That means you can put the whole thing in a function call or a lambda body and it still works,
unlike the decorator version, which is made of *statements*.

A control structure could also take an arbitrary number of lambdas using a `*args` parameter to make more complex
things like a switch/case. This is much more difficult with decorators.

Unfortunately, lambdas in Python can't contain *statements*,
so even with `do` they can't work as general code bocks, right?

With Drython's `statement` module, they *can*.

The statement module contains expression substitutes for every
Python reserved word that isn't already an expression or doesn't have an expression equivalent.
They work in lambdas.
They work in `eval`.
They're pretty handy in Drython's executable data structures,
which therefore don't need to handle statement code.
This makes them a lot simpler than AST, and therefore easier to use.

Ready to write that three-way if?

You've just learned new metaprogramming abstractions.
You can extend Python's syntax without changing the grammar and write your DSL in that.
No need to write your own compiler or interpreter, because it's still just Python.
Ready for the next step?

## The Stack Module ##

`Def`, from Drython's `stack` module, is an alternative way to write anonymous functions.
It is an executable data structure in the tradition of stack languages like Forth,
Factor, and Joy.

A `Stack` represents a composition of special
functions called *stack combinators* and their associated data.
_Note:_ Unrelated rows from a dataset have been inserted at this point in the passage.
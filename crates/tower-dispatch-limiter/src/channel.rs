//! The per-node limited channel.

use crate::config::ConcurrencyLimitedChannelConfig;
use crate::events::LimiterEvent;
use parking_lot::Mutex;
use std::fmt;
use std::panic::{self, AssertUnwindSafe};
use std::sync::atomic::{AtomicBool, Ordering};
use std::sync::{Arc, Weak};
use std::time::Instant;
use tower_dispatch_core::aimd::{AimdConcurrencyLimiter, Outcome, Permit};
use tower_dispatch_core::{
    Channel, ChannelReadySignal, DispatchError, Endpoint, LimitedChannel, ReadyListeners, Request,
    Response, ResponseFuture,
};

#[cfg(feature = "metrics")]
use metrics::gauge;

#[cfg(feature = "tracing")]
use tracing::{debug, trace, warn};

/// A [`LimitedChannel`] that guards one node's transport with an AIMD limiter.
///
/// Admission is a non-blocking permit acquisition. The transport is only
/// invoked once a permit is held, and the permit is resolved from the
/// response the transport eventually produces. Cloning is cheap and clones
/// share the same limiter.
#[derive(Clone)]
pub struct ConcurrencyLimitedChannel {
    shared: Arc<Shared>,
}

struct Shared {
    config: ConcurrencyLimitedChannelConfig,
    transport: Arc<dyn Channel>,
    limiter: AimdConcurrencyLimiter,
    ready: ReadyListeners,
    /// Set once the node has been removed from its dispatcher.
    retired: AtomicBool,
    /// Serializes gauge publication so the last write reflects the latest state.
    #[cfg_attr(not(feature = "metrics"), allow(dead_code))]
    gauges: Mutex<()>,
}

impl ConcurrencyLimitedChannel {
    /// Wraps `transport` for `node` with default limiter settings.
    pub fn new(node: impl Into<String>, transport: Arc<dyn Channel>) -> Self {
        let config = ConcurrencyLimitedChannelConfig {
            name: "limited-channel".to_string(),
            node: node.into(),
            limiter: Default::default(),
            event_listeners: Default::default(),
        };
        Self::with_config(config, transport)
    }

    /// Wraps `transport` using a prepared configuration.
    pub fn with_config(
        config: ConcurrencyLimitedChannelConfig,
        transport: Arc<dyn Channel>,
    ) -> Self {
        let limiter = AimdConcurrencyLimiter::new(config.limiter.clone());
        let shared = Arc::new(Shared {
            config,
            transport,
            limiter,
            ready: ReadyListeners::new(),
            retired: AtomicBool::new(false),
            gauges: Mutex::new(()),
        });
        shared.record_gauges();
        Self { shared }
    }

    /// Returns the owning channel's name.
    pub fn name(&self) -> &str {
        &self.shared.config.name
    }

    /// Returns the node identifier.
    pub fn node(&self) -> &str {
        &self.shared.config.node
    }

    /// Returns the current concurrency limit.
    pub fn limit(&self) -> usize {
        self.shared.limiter.limit()
    }

    /// Returns the number of requests currently holding a permit.
    pub fn in_flight(&self) -> usize {
        self.shared.limiter.in_flight()
    }

    /// Returns the underlying limiter.
    pub fn limiter(&self) -> &AimdConcurrencyLimiter {
        &self.shared.limiter
    }

    /// Marks the node as no longer configured.
    ///
    /// The channel keeps serving requests already admitted, but both node
    /// gauges drop to zero and stop tracking it, so a later channel for the
    /// same node owns the series alone.
    pub fn retire(&self) {
        if self.shared.retired.swap(true, Ordering::AcqRel) {
            return;
        }

        #[cfg(feature = "tracing")]
        debug!(
            channel = %self.shared.config.name,
            node = %self.shared.config.node,
            in_flight = self.in_flight(),
            "node retired"
        );

        #[cfg(feature = "metrics")]
        {
            let _publishing = self.shared.gauges.lock();
            self.shared.set_gauges(0, 0);
        }
    }

    /// Returns true once [`retire`](Self::retire) has been called.
    pub fn is_retired(&self) -> bool {
        self.shared.retired.load(Ordering::Acquire)
    }
}

impl LimitedChannel for ConcurrencyLimitedChannel {
    fn maybe_execute(&self, endpoint: &Endpoint, request: &Request) -> Option<ResponseFuture> {
        let shared = &self.shared;
        let Some(permit) = shared.limiter.acquire() else {
            shared.refused();
            return None;
        };
        shared.record_gauges();

        let mut guard = PermitGuard {
            permit: Some(permit),
            shared: Arc::clone(shared),
        };
        let call = panic::catch_unwind(AssertUnwindSafe(|| {
            shared.transport.execute(endpoint.clone(), request.clone())
        }));

        match call {
            Ok(future) => Some(ResponseFuture::new(async move {
                let result = future.await;
                guard.complete(&result);
                result
            })),
            Err(payload) => {
                let error = DispatchError::from_panic(payload);

                #[cfg(feature = "tracing")]
                warn!(
                    channel = %shared.config.name,
                    node = %shared.config.node,
                    %endpoint,
                    error = %error,
                    "transport panicked while starting request"
                );

                shared.config.event_listeners.emit_with(|| LimiterEvent::TransportPanicked {
                    channel_name: shared.config.name.clone(),
                    node: shared.config.node.clone(),
                    timestamp: Instant::now(),
                });
                drop(guard);
                Some(ResponseFuture::failed(error))
            }
        }
    }

    fn add_ready_listener(&self, listener: Weak<dyn ChannelReadySignal>) {
        self.shared.ready.add(listener);
    }
}

impl fmt::Debug for ConcurrencyLimitedChannel {
    fn fmt(&self, f: &mut fmt::Formatter<'_>) -> fmt::Result {
        f.debug_struct("ConcurrencyLimitedChannel")
            .field("name", &self.shared.config.name)
            .field("node", &self.shared.config.node)
            .field("limiter", &self.shared.limiter)
            .finish()
    }
}

impl Shared {
    fn refused(&self) {
        let limit = self.limiter.limit();

        #[cfg(feature = "tracing")]
        trace!(
            channel = %self.config.name,
            node = %self.config.node,
            limit,
            "node at concurrency limit"
        );

        self.config.event_listeners.emit_with(|| LimiterEvent::PermitRefused {
            channel_name: self.config.name.clone(),
            node: self.config.node.clone(),
            timestamp: Instant::now(),
            limit,
        });
    }

    fn released(&self, previous: usize, outcome: Outcome) {
        let limit = self.limiter.limit();
        if limit != previous {
            #[cfg(feature = "tracing")]
            debug!(
                channel = %self.config.name,
                node = %self.config.node,
                previous,
                limit,
                ?outcome,
                "concurrency limit changed"
            );

            self.config.event_listeners.emit_with(|| LimiterEvent::LimitChanged {
                channel_name: self.config.name.clone(),
                node: self.config.node.clone(),
                timestamp: Instant::now(),
                previous,
                limit,
                outcome,
            });
        }
        self.record_gauges();
        self.ready.notify();
    }

    fn record_gauges(&self) {
        #[cfg(feature = "metrics")]
        {
            let _publishing = self.gauges.lock();
            if !self.retired.load(Ordering::Acquire) {
                self.set_gauges(self.limiter.limit(), self.limiter.in_flight());
            }
        }
    }

    #[cfg(feature = "metrics")]
    fn set_gauges(&self, limit: usize, in_flight: usize) {
        gauge!(
            "dispatch_node_concurrency_limit",
            "channel" => self.config.name.clone(),
            "node" => self.config.node.clone()
        )
        .set(limit as f64);
        gauge!(
            "dispatch_node_requests_in_flight",
            "channel" => self.config.name.clone(),
            "node" => self.config.node.clone()
        )
        .set(in_flight as f64);
    }
}

/// Owns a permit for the lifetime of one admitted request.
///
/// Dropping the guard before `complete` (cancellation, or a panic while the
/// transport future is polled) resolves the permit as ignored.
struct PermitGuard {
    permit: Option<Permit>,
    shared: Arc<Shared>,
}

impl PermitGuard {
    fn complete(&mut self, result: &Result<Response, DispatchError>) {
        if let Some(permit) = self.permit.take() {
            let previous = self.shared.limiter.limit();
            let outcome = permit.on_result(result);
            self.shared.released(previous, outcome);
        }
    }
}

impl Drop for PermitGuard {
    fn drop(&mut self) {
        if let Some(permit) = self.permit.take() {
            let previous = self.shared.limiter.limit();
            permit.ignore();
            self.shared.released(previous, Outcome::Ignored);
        }
    }
}
//! Request and response types flowing through dispatch channels.
//!
//! The dispatch core never decodes bodies. The only thing it reads from a
//! [`Response`] is its status code, which feeds the AIMD feedback loop via
//! [`Response::is_qos_status`] and [`Response::is_server_error`].

use bytes::Bytes;
use http::{HeaderMap, HeaderName, HeaderValue, Method, StatusCode};
use std::fmt;

/// Static description of a logical RPC endpoint.
///
/// Endpoints are typically generated once per service interface and shared
/// for the lifetime of the process, so all identifying fields are `'static`.
///
/// # Example
///
/// ```rust
/// use tower_dispatch_core::Endpoint;
/// use http::Method;
///
/// let endpoint = Endpoint::new("catalog", "getItem", Method::GET).with_version("1.2.0");
/// assert_eq!(endpoint.service_name(), "catalog");
/// assert_eq!(endpoint.to_string(), "catalog.getItem");
/// ```
#[derive(Debug, Clone, PartialEq, Eq, Hash)]
pub struct Endpoint {
    service_name: &'static str,
    endpoint_name: &'static str,
    version: &'static str,
    method: Method,
}

impl Endpoint {
    /// Creates a new endpoint description with version `0.0.0`.
    pub fn new(service_name: &'static str, endpoint_name: &'static str, method: Method) -> Self {
        Self {
            service_name,
            endpoint_name,
            version: "0.0.0",
            method,
        }
    }

    /// Sets the version of the service definition this endpoint belongs to.
    pub fn with_version(mut self, version: &'static str) -> Self {
        self.version = version;
        self
    }

    /// Returns the name of the service this endpoint belongs to.
    pub fn service_name(&self) -> &'static str {
        self.service_name
    }

    /// Returns the endpoint name.
    pub fn endpoint_name(&self) -> &'static str {
        self.endpoint_name
    }

    /// Returns the service definition version.
    pub fn version(&self) -> &'static str {
        self.version
    }

    /// Returns the HTTP method used to invoke this endpoint.
    pub fn method(&self) -> &Method {
        &self.method
    }
}

impl fmt::Display for Endpoint {
    fn fmt(&self, f: &mut fmt::Formatter<'_>) -> fmt::Result {
        write!(f, "{}.{}", self.service_name, self.endpoint_name)
    }
}

/// An outbound request.
///
/// Cloning is cheap: the body is reference counted. Channels that admit a
/// request clone it; refused requests stay with their owner.
#[derive(Debug, Clone, Default)]
pub struct Request {
    headers: HeaderMap,
    path_params: Vec<(String, String)>,
    body: Option<Bytes>,
}

impl Request {
    /// Creates an empty request.
    pub fn new() -> Self {
        Self::default()
    }

    /// Adds a header.
    pub fn with_header(mut self, name: HeaderName, value: HeaderValue) -> Self {
        self.headers.append(name, value);
        self
    }

    /// Adds a path parameter. Parameters keep insertion order.
    pub fn with_path_param(mut self, name: impl Into<String>, value: impl Into<String>) -> Self {
        self.path_params.push((name.into(), value.into()));
        self
    }

    /// Sets the request body.
    pub fn with_body(mut self, body: impl Into<Bytes>) -> Self {
        self.body = Some(body.into());
        self
    }

    /// Returns the request headers.
    pub fn headers(&self) -> &HeaderMap {
        &self.headers
    }

    /// Returns a mutable reference to the request headers.
    pub fn headers_mut(&mut self) -> &mut HeaderMap {
        &mut self.headers
    }

    /// Returns the value of a path parameter.
    pub fn path_param(&self, name: &str) -> Option<&str> {
        self.path_params
            .iter()
            .find(|(key, _)| key == name)
            .map(|(_, value)| value.as_str())
    }

    /// Returns all path parameters in insertion order.
    pub fn path_params(&self) -> &[(String, String)] {
        &self.path_params
    }

    /// Returns the request body, if any.
    pub fn body(&self) -> Option<&Bytes> {
        self.body.as_ref()
    }
}

/// A response produced by a transport.
#[derive(Debug, Clone)]
pub struct Response {
    status: StatusCode,
    headers: HeaderMap,
    body: Bytes,
}

impl Response {
    /// Creates a response with the given status, no headers and an empty body.
    pub fn new(status: StatusCode) -> Self {
        Self {
            status,
            headers: HeaderMap::new(),
            body: Bytes::new(),
        }
    }

    /// The synthetic response returned when a queue is full: status 429,
    /// no headers, no body.
    pub fn too_many_requests() -> Self {
        Self::new(StatusCode::TOO_MANY_REQUESTS)
    }

    /// Adds a header.
    pub fn with_header(mut self, name: HeaderName, value: HeaderValue) -> Self {
        self.headers.append(name, value);
        self
    }

    /// Sets the response body.
    pub fn with_body(mut self, body: impl Into<Bytes>) -> Self {
        self.body = body.into();
        self
    }

    /// Returns the status code.
    pub fn status(&self) -> StatusCode {
        self.status
    }

    /// Returns the numeric status code.
    pub fn code(&self) -> u16 {
        self.status.as_u16()
    }

    /// Returns the response headers.
    pub fn headers(&self) -> &HeaderMap {
        &self.headers
    }

    /// Returns the response body.
    pub fn body(&self) -> &Bytes {
        &self.body
    }

    /// Consumes the response, returning its body.
    pub fn into_body(self) -> Bytes {
        self.body
    }

    /// Returns true if the server asked the client to back off.
    ///
    /// QoS statuses are 308 (retry elsewhere), 429 (too many requests) and
    /// 503 (unavailable).
    pub fn is_qos_status(&self) -> bool {
        matches!(
            self.status,
            StatusCode::PERMANENT_REDIRECT
                | StatusCode::TOO_MANY_REQUESTS
                | StatusCode::SERVICE_UNAVAILABLE
        )
    }

    /// Returns true for any 5xx status.
    pub fn is_server_error(&self) -> bool {
        self.status.is_server_error()
    }

    /// Returns true for any 2xx status.
    pub fn is_success(&self) -> bool {
        self.status.is_success()
    }
}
Because stack combinators must accept a stack and return a stack, they are easy to combine into new
combinators, just by listing them one after another.
Combinators execute immediately when pushed on a stack.
Typically they pop some arguments off the stack and push the result on the return stack

Any Python callable (Including the `statement` module's callables!)
is interpreted as a stack combinator.
By default that takes one iterable off the stack as arguments, and pushes the result.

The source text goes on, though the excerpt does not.